According to Bell, a beable of a system is a property of the system that exists and is predictable independently of whether one measures anything. A measurement is the reading of a measurement value from a measurement device interacting with the system that is guaranteed to approximate the value of a beable of that system within the claimed accuracy of the measurement device.
In classical mechanics, the exact positions and momenta of all particles in the Laplacian universe are the beables. and a measurement device for a particular prepared particle is a macroscopic body coupled to this particle, with a pointer such that the pointer reading approximates some position coordinate in a suitable coordinate system. Clearly, any given measurement never yields the exact position but only an approximation of it.

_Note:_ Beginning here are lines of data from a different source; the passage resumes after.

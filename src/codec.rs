//! # Codec Layer
//!
//! Pure, stateless transforms between bytes and their external string forms:
//!
//! | Transform | Direction | Format | Failure |
//! |-----------|-----------|--------|---------|
//! | [`encode_printable`] | bytes → string | base64, standard alphabet, `=` padding | never |
//! | [`decode_printable`] | string → bytes | same | `MalformedEncoding` |
//! | [`encode_text`] | bytes → string | UTF-8 | `InvalidTextEncoding` |
//! | [`decode_text`] | string → bytes | UTF-8 | never |
//!
//! Keys, nonces and ciphertext use the printable pair; human-readable
//! message bodies use the text pair. A Rust `&str` is UTF-8 by construction,
//! so turning text into bytes cannot fail and the validation happens when
//! untrusted bytes are turned back into text.

use base64::{engine::general_purpose::STANDARD as BASE64, Engine as _};
use zeroize::Zeroizing;

use crate::error::{Error, Result};

/// Encode bytes as standard padded base64
pub fn encode_printable(bytes: &[u8]) -> String {
    BASE64.encode(bytes)
}

/// Decode standard padded base64
///
/// Rejects characters outside the alphabet, missing or surplus padding, and
/// non-canonical trailing bits. Nothing is partially decoded.
pub fn decode_printable(encoded: &str) -> Result<Vec<u8>> {
    Ok(BASE64.decode(encoded)?)
}

/// Decode base64 that must yield exactly `N` bytes
///
/// The intermediate buffer is wiped, since this is also used for secret keys.
pub fn decode_printable_array<const N: usize>(encoded: &str, what: &'static str) -> Result<[u8; N]> {
    let bytes = Zeroizing::new(decode_printable(encoded)?);
    let mut array = [0u8; N];
    array.copy_from_slice(check_len(&bytes, N, what)?);
    Ok(array)
}

/// Interpret bytes as UTF-8 text
pub fn encode_text(bytes: &[u8]) -> Result<String> {
    Ok(std::str::from_utf8(bytes)?.to_owned())
}

/// Take the UTF-8 bytes of a string
pub fn decode_text(text: &str) -> Vec<u8> {
    text.as_bytes().to_vec()
}

/// Require `bytes` to be exactly `expected` long
pub(crate) fn check_len<'a>(bytes: &'a [u8], expected: usize, what: &'static str) -> Result<&'a [u8]> {
    if bytes.len() != expected {
        return Err(Error::InvalidLength {
            what,
            expected,
            actual: bytes.len(),
        });
    }
    Ok(bytes)
}

// ============================================================================
// TESTS
// ============================================================================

In a Stern-Gerlach experiment with a single particle, the beables are the three real-valued components of the q-expectation ##\bar S## of the spin vector ##S##, and the location of the spot produced on the screen is the pointer. Because of the semiclassical analysis of the experimental arrangement, the initial beam carrying the particle splits in the magnetic field into two beams, hence only two spots carry enough intensity to produce a response. Thus the pointer can measure only a single bit of ##\bar S##. This is very little information, whence the error is predictably large.
The thermal interpretation predicts everything: the spin vector, the two beams, the two spots, and the (very low) accuracy with which these spots measure the beable ##S_3##.